2018 Fiscal Year Annual Research Report
Antibiotic silk fibrion fiber by using peptides
Project/Area Number |
16K00806
|
Research Institution | Okinawa Institute of Science and Technology Graduate University |
Principal Investigator |
野村 陽子 沖縄科学技術大学院大学, サイエンステクノロジーグループ, サイエンス・テクノロシ゛ー・アソシエイト (90302794)
|
Project Period (FY) |
2016-04-01 – 2019-03-31
|
Keywords | フィブロイン繊維 / ペプチド / 抗菌化 / シルク |
Outline of Annual Research Achievements |
本研究の最終年度である今年度は、シルク(フィブロイン)結合抗菌性ペプチドの、沖縄など亜熱帯環境下における使用を視野に入れて実験を進めた。

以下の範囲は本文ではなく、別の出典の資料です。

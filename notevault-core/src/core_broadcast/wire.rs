/*
    wire.rs - Type-tagged binary values and the broadcast reply envelope

    Every value is one record:

        [tag: 1 byte][length: 4 bytes, big-endian][payload: length bytes]

    Tags:
        0x01 String   UTF-8 bytes
        0x02 Integer  i64, 8 bytes big-endian
        0x03 Object   concatenated (String key record, value record) pairs
        0x04 Binary   raw bytes

    The reply envelope is an Object:

        { "sender": String, "kind": String, "payload": Object<recipient, entry> }

    where an entry is Binary (the recipient's reply) or an Object
    { "stage": String, "message": String } describing its failure.
*/

use super::errors::{DecodeError, EncodeError};
use super::node::NodeId;
use std::collections::BTreeMap;
use std::fmt;

pub const TAG_STRING: u8 = 0x01;
pub const TAG_INTEGER: u8 = 0x02;
pub const TAG_OBJECT: u8 = 0x03;
pub const TAG_BINARY: u8 = 0x04;

/// Tag plus length prefix
pub const HEADER_LEN: usize = 5;

/// Deepest object nesting `decode` accepts
pub const MAX_DEPTH: usize = 32;

/// A wire value
#[derive(Debug, Clone, PartialEq, Eq)]
pub enum Value {
    String(String),
    Integer(i64),
    Object(Vec<(String, Value)>),
    Binary(Vec<u8>),
}

impl Value {
    /// Size of the encoded record
    pub fn encoded_len(&self) -> usize {
        HEADER_LEN
            + match self {
                Value::String(s) => s.len(),
                Value::Integer(_) => 8,
                Value::Binary(b) => b.len(),
                Value::Object(fields) => fields
                    .iter()
                    .map(|(k, v)| HEADER_LEN + k.len() + v.encoded_len())
                    .sum(),
            }
    }

    pub fn encode(&self) -> Result<Vec<u8>, EncodeError> {
        let mut out = Vec::with_capacity(self.encoded_len());
        self.encode_into(&mut out)?;
        Ok(out)
    }

    /// Append the encoded record to `out`
    pub fn encode_into(&self, out: &mut Vec<u8>) -> Result<(), EncodeError> {
        match self {
            Value::String(s) => put_record(out, TAG_STRING, s.as_bytes()),
            Value::Integer(n) => put_record(out, TAG_INTEGER, &n.to_be_bytes()),
            Value::Binary(b) => put_record(out, TAG_BINARY, b),
            Value::Object(fields) => {
                let start = out.len();
                out.push(TAG_OBJECT);
                out.extend_from_slice(&[0u8; 4]);
                for (key, value) in fields {
                    put_record(out, TAG_STRING, key.as_bytes())?;
                    value.encode_into(out)?;
                }
                let len = out.len() - start - HEADER_LEN;
                let len = u32::try_from(len).map_err(|_| EncodeError::TooLong(len))?;
                out[start + 1..start + HEADER_LEN].copy_from_slice(&len.to_be_bytes());
                Ok(())
            }
        }
    }

    /// Decode exactly one record spanning all of `bytes`
    pub fn decode(bytes: &[u8]) -> Result<Value, DecodeError> {
        let mut reader = Reader::new(bytes);
        let value = reader.value(0)?;
        if reader.remaining() > 0 {
            return Err(DecodeError::TrailingBytes(reader.remaining()));
        }
        Ok(value)
    }

    /// Field `key` of an object; `None` for other kinds
    pub fn get(&self, key: &str) -> Option<&Value> {
        match self {
            Value::Object(fields) => fields.iter().find(|(k, _)| k == key).map(|(_, v)| v),
            _ => None,
        }
    }

    pub fn as_str(&self) -> Option<&str> {
        match self {
            Value::String(s) => Some(s),
            _ => None,
        }
    }

    pub fn as_bytes(&self) -> Option<&[u8]> {
        match self {
            Value::Binary(b) => Some(b),
            _ => None,
        }
    }

    pub fn as_integer(&self) -> Option<i64> {
        match self {
            Value::Integer(n) => Some(*n),
            _ => None,
        }
    }
}

fn put_record(out: &mut Vec<u8>, tag: u8, payload: &[u8]) -> Result<(), EncodeError> {
    let len = u32::try_from(payload.len()).map_err(|_| EncodeError::TooLong(payload.len()))?;
    out.push(tag);
    out.extend_from_slice(&len.to_be_bytes());
    out.extend_from_slice(payload);
    Ok(())
}

/// Bounds-checked cursor; offsets in errors are absolute
struct Reader<'a> {
    buf: &'a [u8],
    pos: usize,
    end: usize,
}

impl<'a> Reader<'a> {
    fn new(buf: &'a [u8]) -> Self {
        Reader {
            buf,
            pos: 0,
            end: buf.len(),
        }
    }

    fn remaining(&self) -> usize {
        self.end - self.pos
    }

    /// Next record header and payload
    fn record(&mut self) -> Result<(u8, usize, &'a [u8]), DecodeError> {
        let offset = self.pos;
        if self.remaining() < HEADER_LEN {
            return Err(DecodeError::Truncated {
                offset,
                needed: HEADER_LEN,
            });
        }
        let tag = self.buf[offset];
        let len = u32::from_be_bytes([
            self.buf[offset + 1],
            self.buf[offset + 2],
            self.buf[offset + 3],
            self.buf[offset + 4],
        ]) as usize;

        let start = offset + HEADER_LEN;
        if self.end - start < len {
            return Err(DecodeError::Truncated {
                offset: start,
                needed: len,
            });
        }
        self.pos = start + len;
        Ok((tag, offset, &self.buf[start..start + len]))
    }

    fn value(&mut self, depth: usize) -> Result<Value, DecodeError> {
        let (tag, offset, payload) = self.record()?;
        match tag {
            TAG_STRING => string(payload, offset).map(Value::String),
            TAG_INTEGER => {
                let bytes: [u8; 8] = payload.try_into().map_err(|_| DecodeError::InvalidInteger {
                    offset,
                    len: payload.len(),
                })?;
                Ok(Value::Integer(i64::from_be_bytes(bytes)))
            }
            TAG_BINARY => Ok(Value::Binary(payload.to_vec())),
            TAG_OBJECT => {
                if depth >= MAX_DEPTH {
                    return Err(DecodeError::TooDeep(MAX_DEPTH));
                }
                let mut inner = Reader {
                    buf: self.buf,
                    pos: offset + HEADER_LEN,
                    end: offset + HEADER_LEN + payload.len(),
                };
                let mut fields = Vec::new();
                while inner.remaining() > 0 {
                    let (key_tag, key_offset, key) = inner.record()?;
                    if key_tag != TAG_STRING {
                        return Err(DecodeError::InvalidKey {
                            offset: key_offset,
                            tag: key_tag,
                        });
                    }
                    let key = string(key, key_offset)?;
                    let value = inner.value(depth + 1)?;
                    fields.push((key, value));
                }
                Ok(Value::Object(fields))
            }
            other => Err(DecodeError::UnknownTag { tag: other, offset }),
        }
    }
}

fn string(payload: &[u8], offset: usize) -> Result<String, DecodeError> {
    String::from_utf8(payload.to_vec()).map_err(|_| DecodeError::InvalidUtf8(offset))
}

/// Envelope kind marker
#[derive(Debug, Clone, Copy, PartialEq, Eq)]
pub enum MessageKind {
    BroadcastResult,
}

impl MessageKind {
    pub fn as_str(&self) -> &'static str {
        match self {
            MessageKind::BroadcastResult => "broadcast_result",
        }
    }

    pub fn parse(s: &str) -> Option<Self> {
        match s {
            "broadcast_result" => Some(MessageKind::BroadcastResult),
            _ => None,
        }
    }
}

/// Where a recipient's delivery failed
#[derive(Debug, Clone, Copy, PartialEq, Eq, Hash)]
pub enum FailureStage {
    /// Recipient is not registered
    Resolve,
    /// The handle returned an error or panicked
    Invoke,
    /// Writing the message to the recipient failed
    Write,
    /// Reading the reply failed
    Read,
    /// No complete reply before the recipient deadline
    Timeout,
}

impl FailureStage {
    pub fn as_str(&self) -> &'static str {
        match self {
            FailureStage::Resolve => "resolve",
            FailureStage::Invoke => "invoke",
            FailureStage::Write => "write",
            FailureStage::Read => "read",
            FailureStage::Timeout => "timeout",
        }
    }

    pub fn parse(s: &str) -> Option<Self> {
        match s {
            "resolve" => Some(FailureStage::Resolve),
            "invoke" => Some(FailureStage::Invoke),
            "write" => Some(FailureStage::Write),
            "read" => Some(FailureStage::Read),
            "timeout" => Some(FailureStage::Timeout),
            _ => None,
        }
    }
}

impl fmt::Display for FailureStage {
    fn fmt(&self, f: &mut fmt::Formatter<'_>) -> fmt::Result {
        f.write_str(self.as_str())
    }
}

/// Structured failure recorded for one recipient
#[derive(Debug, Clone, PartialEq, Eq)]
pub struct RecipientError {
    pub stage: FailureStage,
    pub message: String,
}

/// Outcome for one recipient
#[derive(Debug, Clone, PartialEq, Eq)]
pub enum ReplyPayload {
    Reply(Vec<u8>),
    Error(RecipientError),
}

impl ReplyPayload {
    pub fn error(stage: FailureStage, message: impl Into<String>) -> Self {
        ReplyPayload::Error(RecipientError {
            stage,
            message: message.into(),
        })
    }

    pub fn is_error(&self) -> bool {
        matches!(self, ReplyPayload::Error(_))
    }

    /// The recipient error, if delivery failed
    pub fn failure(&self) -> Option<&RecipientError> {
        match self {
            ReplyPayload::Error(err) => Some(err),
            ReplyPayload::Reply(_) => None,
        }
    }

    fn to_value(&self) -> Value {
        match self {
            ReplyPayload::Reply(bytes) => Value::Binary(bytes.clone()),
            ReplyPayload::Error(err) => Value::Object(vec![
                ("stage".to_string(), Value::String(err.stage.as_str().to_string())),
                ("message".to_string(), Value::String(err.message.clone())),
            ]),
        }
    }

    fn from_value(value: &Value) -> Result<Self, DecodeError> {
        match value {
            Value::Binary(bytes) => Ok(ReplyPayload::Reply(bytes.clone())),
            Value::Object(_) => {
                let stage = text_field(value, "stage")?;
                let stage = FailureStage::parse(stage).ok_or_else(|| {
                    DecodeError::InvalidEnvelope(format!("unknown failure stage {:?}", stage))
                })?;
                let message = text_field(value, "message")?.to_string();
                Ok(ReplyPayload::Error(RecipientError { stage, message }))
            }
            _ => Err(DecodeError::InvalidEnvelope(
                "entry must be binary or an error object".to_string(),
            )),
        }
    }
}

/// Aggregated reply of one broadcast
#[derive(Debug, Clone, PartialEq, Eq)]
pub struct ReplyEnvelope {
    pub sender: String,
    pub kind: MessageKind,
    pub payload: BTreeMap<NodeId, ReplyPayload>,
}

impl ReplyEnvelope {
    pub fn to_value(&self) -> Value {
        let entries = self
            .payload
            .iter()
            .map(|(id, entry)| (id.as_str().to_string(), entry.to_value()))
            .collect();
        Value::Object(vec![
            ("sender".to_string(), Value::String(self.sender.clone())),
            ("kind".to_string(), Value::String(self.kind.as_str().to_string())),
            ("payload".to_string(), Value::Object(entries)),
        ])
    }

    pub fn from_value(value: &Value) -> Result<Self, DecodeError> {
        let sender = text_field(value, "sender")?.to_string();
        let kind = text_field(value, "kind")?;
        let kind = MessageKind::parse(kind)
            .ok_or_else(|| DecodeError::InvalidEnvelope(format!("unknown kind {:?}", kind)))?;

        let entries = match value.get("payload") {
            Some(Value::Object(entries)) => entries,
            _ => {
                return Err(DecodeError::InvalidEnvelope(
                    "payload must be an object".to_string(),
                ))
            }
        };
        let mut payload = BTreeMap::new();
        for (id, entry) in entries {
            let entry = ReplyPayload::from_value(entry)?;
            if payload.insert(NodeId::new(id.clone()), entry).is_some() {
                return Err(DecodeError::InvalidEnvelope(format!(
                    "duplicate recipient {:?}",
                    id
                )));
            }
        }

        Ok(ReplyEnvelope {
            sender,
            kind,
            payload,
        })
    }

    pub fn encode(&self) -> Result<Vec<u8>, EncodeError> {
        self.to_value().encode()
    }

    pub fn decode(bytes: &[u8]) -> Result<Self, DecodeError> {
        Self::from_value(&Value::decode(bytes)?)
    }
}

fn text_field<'v>(value: &'v Value, key: &str) -> Result<&'v str, DecodeError> {
    value
        .get(key)
        .and_then(Value::as_str)
        .ok_or_else(|| DecodeError::InvalidEnvelope(format!("missing string field {:?}", key)))
}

フィブロインに従来よりも強く結合するペプチドを得るために、NGSによって得られたデータを引き続き解析し、今年度は最も濃縮されたペプチドモチーフを持つ11の新しいフィブロイン結合ペプチドに抗菌活性を持つ配列RRRWWW-NH2を連結した。その結果、これらの配列のいくつかは、グラム陰性菌(大腸菌)とグラム陽性菌(スタフィロコッカス・エピデルミディス)の両者に抗菌活性があることがわかった。 次に、これらのうち抗菌活性の高かったペプチドによりフィブロイン繊維を1ステップで抗菌化したところ、予備実験では抗菌活性のある繊維が得られた。しかし、特に接着性の高いスタフィロコッカスでは、繊維からの細菌抽出を含む抗菌性試験の再現性に問題があった。このため、亜熱帯環境下の夏の条件である温度30℃、湿度80-90%の条件でフィブロイン繊維に残存するコロニーを直接観察することを考えた。ところが、今年度購入した恒温恒湿インキュベーターの故障から、一部の実験が充分に進まなかった。現在もこのインキュベーターは修理中であるが、これが直り次第実験を再開する予定である。 また、高温高湿下では、ヒトの皮膚に常在するスタフィロコッカス類による汗臭が問題になるため、本研究で得られた抗菌繊維の汗臭抑制への応用を目指した。まずはスタフィロコッカス・エピデルミディスをスモールスケールで培養したところ、LBなど液体培地でしんとう培養した後、常温で数日間の放置の場合に汗臭(酢酸臭)が確認された。この汗臭は検知管で検知できるほどは強くなかったが、培養量を増やせば検知できると考えられる。上記のインキュベーターの正常稼働が確認されたら、抗菌化された繊維を用いて汗臭抑制の実験も進める予定である。